What needs to be done: All of the entries below are to be copied without any alteration.

======== Given entries

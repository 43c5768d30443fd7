use std::sync::Arc;

use argon2::{
    Argon2, PasswordHash, PasswordHasher, PasswordVerifier,
    password_hash::{SaltString, rand_core::OsRng},
};
use axum::{Json, extract::State, http::StatusCode, response::IntoResponse};
use tracing::warn;
use uuid::Uuid;

use postbox_db::Database;
use postbox_types::api::{ApiSuccess, AuthResponse, LoginRequest, RegisterRequest};

use crate::activity;
use crate::error::ApiError;
use crate::token::{issue_token, registration_ttl, session_ttl};

pub type AppState = Arc<AppStateInner>;

pub struct AppStateInner {
    pub db: Database,
    pub jwt_secret: String,
}

/// Explicit pre-persistence transformation: callers hash before any insert or
/// update touches the store. Argon2id with a fresh per-credential salt.
pub fn hash_password(plain: &str) -> anyhow::Result<String> {
    let salt = SaltString::generate(&mut OsRng);
    let hash = Argon2::default()
        .hash_password(plain.as_bytes(), &salt)
        .map_err(|e| anyhow::anyhow!("Password hashing failed: {}", e))?
        .to_string();
    Ok(hash)
}

/// Opaque credential check; the stored PHC string is never inspected beyond
/// this boundary.
pub fn verify_password(plain: &str, stored_hash: &str) -> bool {
    let Ok(parsed) = PasswordHash::new(stored_hash) else {
        return false;
    };
    Argon2::default()
        .verify_password(plain.as_bytes(), &parsed)
        .is_ok()
}

pub async fn register(
    State(state): State<AppState>,
    Json(req): Json<RegisterRequest>,
) -> Result<impl IntoResponse, ApiError> {
    // Validate input
    if req.username.len() < 3 || req.username.len() > 50 {
        return Err(ApiError::Validation(
            "Username must be between 3 and 50 characters".to_string(),
        ));
    }
    if !req.email.contains('@') {
        return Err(ApiError::Validation("A valid email is required".to_string()));
    }
    if req.password.len() < 8 {
        return Err(ApiError::Validation(
            "Password must be at least 8 characters".to_string(),
        ));
    }

    let password_hash = hash_password(&req.password)?;
    let user_id = Uuid::new_v4();

    let db = state.clone();
    let (username, email) = (req.username.clone(), req.email.clone());
    let uid = user_id.to_string();
    tokio::task::spawn_blocking(move || {
        // Pre-checks give named conflicts; the UNIQUE constraints remain the
        // backstop for concurrent registration of the same handle.
        if db.db.get_user_by_username(&username)?.is_some() {
            return Err(ApiError::Conflict("Username already exists".to_string()));
        }
        if db.db.get_user_by_email(&email)?.is_some() {
            return Err(ApiError::Conflict("Email already exists".to_string()));
        }
        db.db.create_user(&uid, &username, &email, &password_hash)?;
        Ok(())
    })
    .await??;

    activity::record(&state, user_id, "User registered");

    let token = issue_token(&state.jwt_secret, user_id, &req.username, registration_ttl())?;

    Ok((
        StatusCode::CREATED,
        Json(ApiSuccess::new(AuthResponse {
            id: user_id,
            username: req.username,
            email: req.email,
            token,
        })),
    ))
}

pub async fn login(
    State(state): State<AppState>,
    Json(req): Json<LoginRequest>,
) -> Result<impl IntoResponse, ApiError> {
    let db = state.clone();
    let username = req.username.clone();
    let user = tokio::task::spawn_blocking(move || db.db.get_user_by_username(&username))
        .await??
        .ok_or_else(|| {
            warn!("Invalid login attempt for username: {}", req.username);
            ApiError::InvalidCredentials
        })?;

    let user_id: Uuid = user
        .id
        .parse()
        .map_err(|e| ApiError::Internal(anyhow::anyhow!("Corrupt user id '{}': {}", user.id, e)))?;

    if !verify_password(&req.password, &user.password) {
        warn!("Invalid login attempt for user: {}", user.id);
        activity::record(&state, user_id, "Invalid login attempt");
        return Err(ApiError::InvalidCredentials);
    }

    activity::record(&state, user_id, "User logged in");

    let token = issue_token(&state.jwt_secret, user_id, &user.username, session_ttl())?;

    Ok(Json(ApiSuccess::new(AuthResponse {
        id: user_id,
        username: user.username,
        email: user.email,
        token,
    })))
}

#[cfg(test)]
mod tests {
    use super::*;

    #[test]
    fn hash_then_verify_roundtrip() {
        let hash = hash_password("correct horse battery staple").unwrap();
        assert_ne!(hash, "correct horse battery staple");

        assert!(verify_password("correct horse battery staple", &hash));
        assert!(!verify_password("correct horse battery stapl", &hash));
        assert!(!verify_password("", &hash));
    }

    #[test]
    fn rehashing_the_same_password_salts_differently() {
        let first = hash_password("hunter2hunter2").unwrap();
        let second = hash_password("hunter2hunter2").unwrap();
        assert_ne!(first, second);
        assert!(verify_password("hunter2hunter2", &first));
        assert!(verify_password("hunter2hunter2", &second));
    }

    #[test]
    fn garbage_stored_hash_never_verifies() {
        assert!(!verify_password("anything", "not-a-phc-string"));
    }
}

================

Solved problem:
repository 43c5768d30443fd7
use std::sync::Arc;

use argon2::{
    Argon2, PasswordHash, PasswordHasher, PasswordVerifier,
    password_hash::{SaltString, rand_core::OsRng},
};
use axum::{Json, extract::State, http::StatusCode, response::IntoResponse};
use tracing::warn;
use uuid::Uuid;

use postbox_db::Database;
use postbox_types::api::{ApiSuccess, AuthResponse, LoginRequest, RegisterRequest};

use crate::activity;
use crate::error::ApiError;
use crate::token::{issue_token, registration_ttl, session_ttl};

pub type AppState = Arc<AppStateInner>;

pub struct AppStateInner {
    pub db: Database,
    pub jwt_secret: String,
}

/// Explicit pre-persistence transformation: callers hash before any insert or
/// update touches the store. Argon2id with a fresh per-credential salt.
pub fn hash_password(plain: &str) -> anyhow::Result<String> {
    let salt = SaltString::generate(&mut OsRng);
    let hash = Argon2::default()
        .hash_password(plain.as_bytes(), &salt)
        .map_err(|e| anyhow::anyhow!("Password hashing failed: {}", e))?
        .to_string();
    Ok(hash)
}

/// Opaque credential check; the stored PHC string is never inspected beyond
/// this boundary.
pub fn verify_password(plain: &str, stored_hash: &str) -> bool {
    let Ok(parsed) = PasswordHash::new(stored_hash) else {
        return false;
    };
    Argon2::default()
        .verify_password(plain.as_bytes(), &parsed)
        .is_ok()
}

pub async fn register(
    State(state): State<AppState>,
    Json(req): Json<RegisterRequest>,
) -> Result<impl IntoResponse, ApiError> {
    // Validate input
    if req.username.len() < 3 || req.username.len() > 50 {
        return Err(ApiError::Validation(
            "Username must be between 3 and 50 characters".to_string(),
        ));
    }
    if !req.email.contains('@') {
        return Err(ApiError::Validation("A valid email is required".to_string()));
    }
    if req.password.len() < 8 {
        return Err(ApiError::Validation(
            "Password must be at least 8 characters".to_string(),
        ));
    }

    let password_hash = hash_password(&req.password)?;
    let user_id = Uuid::new_v4();

    let db = state.clone();
    let (username, email) = (req.username.clone(), req.email.clone());
    let uid = user_id.to_string();
    tokio::task::spawn_blocking(move || {
        // Pre-checks give named conflicts; the UNIQUE constraints remain the
        // backstop for concurrent registration of the same handle.
        if db.db.get_user_by_username(&username)?.is_some() {
            return Err(ApiError::Conflict("Username already exists".to_string()));
        }
        if db.db.get_user_by_email(&email)?.is_some() {
            return Err(ApiError::Conflict("Email already exists".to_string()));
        }
        db.db.create_user(&uid, &username, &email, &password_hash)?;
        Ok(())
    })
    .await??;

    activity::record(&state, user_id, "User registered");

    let token = issue_token(&state.jwt_secret, user_id, &req.username, registration_ttl())?;

    Ok((
        StatusCode::CREATED,
        Json(ApiSuccess::new(AuthResponse {
            id: user_id,
            username: req.username,
            email: req.email,
            token,
        })),
    ))
}

pub async fn login(
    State(state): State<AppState>,
    Json(req): Json<LoginRequest>,
) -> Result<impl IntoResponse, ApiError> {
    let db = state.clone();
    let username = req.username.clone();
    let user = tokio::task::spawn_blocking(move || db.db.get_user_by_username(&username))
        .await??
        .ok_or_else(|| {
            warn!("Invalid login attempt for username: {}", req.username);
            ApiError::InvalidCredentials
        })?;

    let user_id: Uuid = user
        .id
        .parse()
        .map_err(|e| ApiError::Internal(anyhow::anyhow!("Corrupt user id '{}': {}", user.id, e)))?;

    if !verify_password(&req.password, &user.password) {
        warn!("Invalid login attempt for user: {}", user.id);
        activity::record(&state, user_id, "Invalid login attempt");
        return Err(ApiError::InvalidCredentials);
    }

    activity::record(&state, user_id, "User logged in");

    let token = issue_token(&state.jwt_secret, user_id, &user.username, session_ttl())?;

    Ok(Json(ApiSuccess::new(AuthResponse {
        id: user_id,
        username: user.username,
        email: user.email,
        token,
    })))
}

#[cfg(test)]
mod tests {
    use super::*;

    #[test]
    fn hash_then_verify_roundtrip() {
        let hash = hash_password("correct horse battery staple").unwrap();
        assert_ne!(hash, "correct horse battery staple");

        assert!(verify_password("correct horse battery staple", &hash));
        assert!(!verify_password("correct horse battery stapl", &hash));
        assert!(!verify_password("", &hash));
    }

    #[test]
    fn rehashing_the_same_password_salts_differently() {
        let first = hash_password("hunter2hunter2").unwrap();
        let second = hash_password("hunter2hunter2").unwrap();
        assert_ne!(first, second);
        assert!(verify_password("hunter2hunter2", &first));
        assert!(verify_password("hunter2hunter2", &second));
    }

    #[test]
    fn garbage_stored_hash_never_verifies() {
        assert!(!verify_password("anything", "not-a-phc-string"));
    }
}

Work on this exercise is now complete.